Saved entries
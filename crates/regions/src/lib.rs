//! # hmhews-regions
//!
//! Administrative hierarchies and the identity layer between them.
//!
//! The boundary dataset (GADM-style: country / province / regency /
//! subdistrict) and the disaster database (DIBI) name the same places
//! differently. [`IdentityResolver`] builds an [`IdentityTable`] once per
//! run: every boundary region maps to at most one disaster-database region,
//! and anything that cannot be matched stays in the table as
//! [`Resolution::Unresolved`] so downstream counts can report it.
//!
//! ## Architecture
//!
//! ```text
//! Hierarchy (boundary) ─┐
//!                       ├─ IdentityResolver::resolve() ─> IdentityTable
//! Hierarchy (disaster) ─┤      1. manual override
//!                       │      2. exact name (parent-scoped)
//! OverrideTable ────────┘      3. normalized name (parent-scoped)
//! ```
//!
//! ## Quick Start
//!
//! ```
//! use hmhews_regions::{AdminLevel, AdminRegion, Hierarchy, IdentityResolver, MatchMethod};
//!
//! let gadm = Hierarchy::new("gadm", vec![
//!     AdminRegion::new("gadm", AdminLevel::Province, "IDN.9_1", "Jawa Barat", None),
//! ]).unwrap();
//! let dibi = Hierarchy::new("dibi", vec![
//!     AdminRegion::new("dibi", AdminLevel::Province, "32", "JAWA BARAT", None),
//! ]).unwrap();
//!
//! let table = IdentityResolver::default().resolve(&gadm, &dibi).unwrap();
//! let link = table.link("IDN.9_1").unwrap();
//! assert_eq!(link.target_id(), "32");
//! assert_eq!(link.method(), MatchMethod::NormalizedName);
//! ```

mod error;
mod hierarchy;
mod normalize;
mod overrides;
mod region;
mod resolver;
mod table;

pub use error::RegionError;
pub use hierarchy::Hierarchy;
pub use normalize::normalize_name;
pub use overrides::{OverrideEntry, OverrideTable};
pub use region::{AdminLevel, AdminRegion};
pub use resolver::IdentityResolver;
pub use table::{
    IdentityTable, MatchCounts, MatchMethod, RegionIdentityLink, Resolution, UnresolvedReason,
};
* * *
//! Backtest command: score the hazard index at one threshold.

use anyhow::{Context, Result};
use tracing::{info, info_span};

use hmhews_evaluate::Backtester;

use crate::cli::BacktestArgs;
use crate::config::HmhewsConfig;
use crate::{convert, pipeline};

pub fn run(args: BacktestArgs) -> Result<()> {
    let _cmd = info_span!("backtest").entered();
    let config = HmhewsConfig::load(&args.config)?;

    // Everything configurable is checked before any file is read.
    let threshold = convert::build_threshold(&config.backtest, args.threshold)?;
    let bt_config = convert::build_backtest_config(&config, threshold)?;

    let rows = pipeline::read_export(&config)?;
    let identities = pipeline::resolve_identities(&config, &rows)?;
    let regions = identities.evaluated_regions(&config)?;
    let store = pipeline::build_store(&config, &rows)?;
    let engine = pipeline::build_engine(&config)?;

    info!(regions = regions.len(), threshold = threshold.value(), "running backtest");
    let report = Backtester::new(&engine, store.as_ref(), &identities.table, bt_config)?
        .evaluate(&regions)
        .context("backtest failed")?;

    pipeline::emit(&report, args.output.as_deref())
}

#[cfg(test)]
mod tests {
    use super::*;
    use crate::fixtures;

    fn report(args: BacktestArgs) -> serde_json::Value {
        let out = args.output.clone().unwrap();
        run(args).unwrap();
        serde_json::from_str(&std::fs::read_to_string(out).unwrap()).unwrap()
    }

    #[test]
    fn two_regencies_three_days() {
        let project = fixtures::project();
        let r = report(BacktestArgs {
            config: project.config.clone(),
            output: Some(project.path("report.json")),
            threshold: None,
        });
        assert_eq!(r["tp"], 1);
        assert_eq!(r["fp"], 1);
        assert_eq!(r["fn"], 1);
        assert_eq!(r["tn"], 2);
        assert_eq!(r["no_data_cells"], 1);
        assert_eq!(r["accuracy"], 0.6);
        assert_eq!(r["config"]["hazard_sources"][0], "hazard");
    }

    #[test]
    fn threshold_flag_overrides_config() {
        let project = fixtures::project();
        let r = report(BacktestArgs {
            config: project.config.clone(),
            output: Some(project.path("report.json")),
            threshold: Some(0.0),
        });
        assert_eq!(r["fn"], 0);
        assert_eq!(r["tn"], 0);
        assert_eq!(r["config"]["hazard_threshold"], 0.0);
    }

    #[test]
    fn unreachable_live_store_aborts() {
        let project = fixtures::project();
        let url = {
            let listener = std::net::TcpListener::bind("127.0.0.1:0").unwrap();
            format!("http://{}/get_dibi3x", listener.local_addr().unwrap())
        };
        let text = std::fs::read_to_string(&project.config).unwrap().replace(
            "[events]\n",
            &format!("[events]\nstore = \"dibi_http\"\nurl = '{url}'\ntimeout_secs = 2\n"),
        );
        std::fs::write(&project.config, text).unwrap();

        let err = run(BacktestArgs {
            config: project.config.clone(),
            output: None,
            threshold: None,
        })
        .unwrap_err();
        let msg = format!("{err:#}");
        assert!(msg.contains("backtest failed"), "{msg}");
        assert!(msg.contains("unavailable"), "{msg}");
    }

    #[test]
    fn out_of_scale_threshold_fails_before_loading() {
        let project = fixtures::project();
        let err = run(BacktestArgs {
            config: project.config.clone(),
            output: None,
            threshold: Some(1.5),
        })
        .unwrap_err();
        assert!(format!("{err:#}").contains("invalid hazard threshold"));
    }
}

◆ Task details ◆
Search the entries for the string "rows" and copy each line where it occurs.

◆ Result below ◆
    let rows = pipeline::read_export(&config)?;
    let identities = pipeline::resolve_identities(&config, &rows)?;
    let store = pipeline::build_store(&config, &rows)?;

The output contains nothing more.